[The following release was prepared by the Pew Research Center for the People & the Press and AAAS.]
A new report by the Pew Research Center for the People & the Press finds that overwhelming majorities of Americans believe that science has had a positive effect on society and that science has made life easier for most people. The public—even those skeptical of some scientific conclusions on such topics as climate change and evolution—rates scientists highly and believes government investments in science pay off in the long term.
But the study, conducted in collaboration with the American Association for the Advancement of Science (AAAS), also finds that the public has a far less positive view of the global standing of U.S. science than do scientists themselves. As the 40th anniversary of the moon landing approaches, just 17% say U.S. scientific achievements rate as the best in the world, compared with nearly half (49%) of scientists who hold that view.

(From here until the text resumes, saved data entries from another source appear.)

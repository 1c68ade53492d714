//! Resilient outbound mail delivery
//!
//! This crate provides the single-message delivery primitive of the
//! courier pipeline:
//! - A pooled, rate-limited transport to one configured relay
//! - Transient/permanent failure classification
//! - Retry with linear backoff for transient failures
//! - All outcomes returned as data; `send` never fails the caller

mod engine;
mod error;
mod rate_limiter;
mod retry;
pub mod transport;
mod types;

pub use engine::DeliveryEngine;
pub use error::{DeliveryError, PermanentError, TransientError};
pub use rate_limiter::RateLimiter;
pub use retry::RetryPolicy;
pub use transport::{MailTransport, MemoryTransport, SmtpTransport};
pub use types::{
    DeliveryResult, MAX_RECIPIENTS_PER_MESSAGE, OutboundMessage, strip_markup,
};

This broad-ranging report is based on three separate surveys. Key findings include:
In the public's view, science slips as nation's greatest achievement. Significantly fewer Americans volunteer scientific advances as one of the country's most important achievements than did so a decade ago (27% today, 47% in May 1999). Then, 18% cited space exploration and the moon landing as the country's top achievement in the 20th century; now, 12% see it as the greatest achievement in the past 50 years.
Public, scientists agree on government role in funding research. Fully 84% of scientists name government as a top source of research funding in their specialty. Large majorities of the public think that government investments in basic scientific research (73%) and engineering and technology (74%) pay off in the long run, and 60% says that government investment in research is essential for scientific progress. Majorities of both Democrats (80%) and Republicans (68%) say that government investments in basic science pay off in the long term.

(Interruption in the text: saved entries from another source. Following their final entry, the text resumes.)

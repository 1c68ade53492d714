//! Pooled SMTP transport backed by lettre

use async_trait::async_trait;
use courier_common::config::{SenderIdentity, TransportConfig};
use lettre::{
    Address, AsyncSmtpTransport, AsyncTransport, Message, Tokio1Executor,
    message::{Mailbox, MultiPart, SinglePart, header::ContentType},
    transport::smtp::{PoolConfig, authentication::Credentials},
};

use crate::{
    error::{DeliveryError, PermanentError},
    transport::MailTransport,
    types::OutboundMessage,
};

/// Long-lived SMTP client over one configured relay.
///
/// Connections are pooled up to `max_connections`; the pool is shared
/// by every caller holding this transport.
pub struct SmtpTransport {
    transport: AsyncSmtpTransport<Tokio1Executor>,
}

impl std::fmt::Debug for SmtpTransport {
    fn fmt(&self, f: &mut std::fmt::Formatter<'_>) -> std::fmt::Result {
        f.debug_struct("SmtpTransport").finish_non_exhaustive()
    }
}

impl SmtpTransport {
    /// Build a pooled transport from a resolved configuration.
    ///
    /// # Errors
    /// Returns a permanent error when the relay name is unusable.
    pub fn new(config: &TransportConfig) -> Result<Self, DeliveryError> {
        let builder = if config.implicit_tls {
            AsyncSmtpTransport::<Tokio1Executor>::relay(&config.host)?
        } else {
            AsyncSmtpTransport::<Tokio1Executor>::starttls_relay(&config.host)?
        };

        let transport = builder
            .port(config.port)
            .credentials(Credentials::new(
                config.credentials.user.clone(),
                config.credentials.secret.clone(),
            ))
            .pool_config(PoolConfig::new().max_size(config.max_connections))
            .build();

        Ok(Self { transport })
    }

    fn mailbox(name: Option<&str>, address: &str) -> Result<Mailbox, DeliveryError> {
        let parsed = address.parse::<Address>().map_err(|e| {
            DeliveryError::Permanent(PermanentError::InvalidRecipient(format!("{address}: {e}")))
        })?;
        Ok(Mailbox::new(name.map(String::from), parsed))
    }

    fn build_message(
        sender: &SenderIdentity,
        message: &OutboundMessage,
    ) -> Result<Message, DeliveryError> {
        let mut builder =
            Message::builder().from(Self::mailbox(Some(&sender.from_name), &sender.from_email)?);

        if let Some(reply_to) = &sender.reply_to {
            builder = builder.reply_to(Self::mailbox(None, reply_to)?);
        }

        for recipient in &message.recipients {
            builder = builder.to(Self::mailbox(None, recipient)?);
        }

        builder
            .subject(&message.subject)
            .multipart(
                MultiPart::alternative()
                    .singlepart(
                        SinglePart::builder()
                            .header(ContentType::TEXT_PLAIN)
                            .body(message.text_body()),
                    )
                    .singlepart(
                        SinglePart::builder()
                            .header(ContentType::TEXT_HTML)
                            .body(message.html_body.clone()),
                    ),
            )
            .map_err(|e| {
                DeliveryError::Permanent(PermanentError::MessageRejected(format!(
                    "failed to assemble message: {e}"
                )))
            })
    }
}

#[async_trait]
impl MailTransport for SmtpTransport {
    async fn verify(&self) -> Result<(), DeliveryError> {
        let reachable = self.transport.test_connection().await?;
        if reachable {
            Ok(())
        } else {
            Err(DeliveryError::Transient(
                crate::error::TransientError::ConnectionFailed(
                    "relay connection verification failed".to_string(),
                ),
            ))
        }
    }

    async fn send(
        &self,
        sender: &SenderIdentity,
        message: &OutboundMessage,
    ) -> Result<String, DeliveryError> {
        let email = Self::build_message(sender, message)?;

        let response = self.transport.send(email).await?;

        Ok(response
            .message()
            .next()
            .map_or_else(|| "accepted".to_string(), ToString::to_string))
    }
}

Substantial gaps exist on evolution and climate change. Most notably, 87% of scientists—but just 32% of Americans in general—say that humans and other living things have evolved over time and that evolution is the result of natural processes such as natural selection. A large gap also exists on the issue of climate change; 84% of scientists—but just 49% of the public—say that the earth is getting warmer because of human activity.
Politics and science. Majorities of both the public and the scientists say that it is appropriate for scientists to take part in political debates about issues such as nuclear power and stem cell research. But they differ in their views on many of these issues. Scientists are much more likely than the public to support the expansion of nuclear power, federal funding of stem cell research, and the use of animals in research. One recent political controversy—charges that the Bush administration censored government scientists—was largely invisible to the public, as 54% said they heard nothing about it. On the other hand, most scientists (55%) say they had heard a lot about it, and 77% believe that the charges are true.

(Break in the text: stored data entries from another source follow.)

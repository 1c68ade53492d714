use std::str::FromStr;

use tracing::metadata::LevelFilter;
use tracing_subscriber::{
    Layer, filter::FilterFn, prelude::__tracing_subscriber_SubscriberExt, util::SubscriberInitExt,
};

/// Initialize the global tracing subscriber.
///
/// Honors `LOG_LEVEL`; defaults to TRACE in debug builds and INFO
/// otherwise. Only events from courier crates are emitted.
pub fn init() {
    let default = if cfg!(debug_assertions) {
        LevelFilter::TRACE
    } else {
        LevelFilter::INFO
    };

    let level = std::env::var("LOG_LEVEL").map_or(default, |level| {
        LevelFilter::from_str(level.as_str()).unwrap_or_else(|_| {
            eprintln!("Invalid log level specified {level}, defaulting to {default}");
            default
        })
    });

    tracing_subscriber::Registry::default()
        .with(
            tracing_subscriber::fmt::layer()
                .with_file(false)
                .with_line_number(false)
                .compact()
                .with_ansi(true)
                .with_timer(tracing_subscriber::fmt::time::ChronoUtc::rfc_3339())
                .with_filter(level)
                .with_filter(FilterFn::new(|metadata| {
                    metadata.target().starts_with("courier")
                })),
        )
        .init();
}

Scientists are highly regarded, even by those skeptical of scientific conclusions. Scientists are very highly rated compared with members of other professions; only members of the military and teachers are more likely to be viewed as contributing a lot to society's well-being. More than two-thirds (67%) of those who say science conflicts with their religious beliefs still say that scientists contribute a lot to the well-being of society. A similar proportion (63%) of those who accept a creationist view on the origins of life say scientists have contributed a great deal to society, compared with 78% who accept the theory of evolution.
Scientists fault public, media. Fully 85% of scientists see the public's lack of scientific knowledge as a major problem for science, and about three-quarters (76%) say a major problem for science is that news reports fail to distinguish between findings that are well-founded and those that are not.
Scientists are upbeat about the state of their profession. About three-quarters (76%) say this is generally a good time for science and nearly as many (73%) say it is good time for their scientific specialty. Despite the country's economic problems, 67% say it is a good time to begin a career in their scientific field.
The public's "science IQ." Americans are knowledgeable about basic scientific facts that affect their health and their daily lives, but they are less able to answer questions about other science topics. For example, 91% know that aspirin is an over-the- counter drug recommended to prevent heart attacks—but fewer than half (46%) know that electrons are smaller than atoms. The report is accompanied by a Web version of the quiz administered to the survey's respondents.
The report includes an expert commentary from Alan I. Leshner, the CEO of AAAS and executive publisher of the journal Science, in which he discusses implications of the survey findings for the scientific community, both the common ground and opinion gaps between scientists and the public.
The main telephone survey was conducted with a sample of 2,001 adults 28 April-12 May 2009; a science knowledge survey was conducted 18-21 June 2009 with a sample of 1005 adults. Both were conducted by landlines and cell phones. A survey of scientists was conducted online with a random sample of 2533 members of AAAS, the world's largest scientific society, from 1 May-14 June 2009.
The Pew Research Center for the People & the Press is an independent public opinion survey research organization that studies attitudes toward the press, politics, and public policy issues. It is one of seven projects that make up The Pew Research Center, a nonpartisan "fact tank" that provides information on the issues, attitudes and trends shaping America and the world. It does not take positions on policy issues.